[Saved data entries]
......
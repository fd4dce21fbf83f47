//! Auth Router

use axum::{
    Router, middleware,
    routing::{get, post},
};
use std::sync::Arc;

use crate::application::config::AuthConfig;
use crate::domain::repository::{AccountRepository, DeviceRepository};
use crate::infra::postgres::PgAuthRepository;
use crate::presentation::handlers::{self, AuthAppState};
use crate::presentation::middleware::{AuthorizeState, authorize, track_request};

/// Create the Auth router with PostgreSQL repository
pub fn auth_router(repo: PgAuthRepository, config: AuthConfig) -> Router {
    auth_router_generic(repo, config)
}

/// Create a generic Auth router for any repository implementation
pub fn auth_router_generic<R>(repo: R, config: AuthConfig) -> Router
where
    R: AccountRepository + DeviceRepository + Clone + Send + Sync + 'static,
{
    let config = Arc::new(config);

    let state = AuthAppState {
        repo: Arc::new(repo),
        config: config.clone(),
    };

    let gate = AuthorizeState { config };

    Router::new()
        .route("/register", post(handlers::register::<R>))
        .route("/login", post(handlers::login::<R>))
        .route("/refresh", post(handlers::refresh_token::<R>))
        .route("/check", get(handlers::check_token))
        .layer(middleware::from_fn_with_state(gate, authorize))
        .layer(middleware::from_fn(track_request))
        .with_state(state)
}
......
◆ What you need to do
This calls for repeating all of the records, character for character.

◆ Output for this exercise
repository fd4dce21fbf83f47
//! Auth Router

use axum::{
    Router, middleware,
    routing::{get, post},
};
use std::sync::Arc;

use crate::application::config::AuthConfig;
use crate::domain::repository::{AccountRepository, DeviceRepository};
use crate::infra::postgres::PgAuthRepository;
use crate::presentation::handlers::{self, AuthAppState};
use crate::presentation::middleware::{AuthorizeState, authorize, track_request};

/// Create the Auth router with PostgreSQL repository
pub fn auth_router(repo: PgAuthRepository, config: AuthConfig) -> Router {
    auth_router_generic(repo, config)
}

/// Create a generic Auth router for any repository implementation
pub fn auth_router_generic<R>(repo: R, config: AuthConfig) -> Router
where
    R: AccountRepository + DeviceRepository + Clone + Send + Sync + 'static,
{
    let config = Arc::new(config);

    let state = AuthAppState {
        repo: Arc::new(repo),
        config: config.clone(),
    };

    let gate = AuthorizeState { config };

    Router::new()
        .route("/register", post(handlers::register::<R>))
        .route("/login", post(handlers::login::<R>))
        .route("/refresh", post(handlers::refresh_token::<R>))
        .route("/check", get(handlers::check_token))
        .layer(middleware::from_fn_with_state(gate, authorize))
        .layer(middleware::from_fn(track_request))
        .with_state(state)
}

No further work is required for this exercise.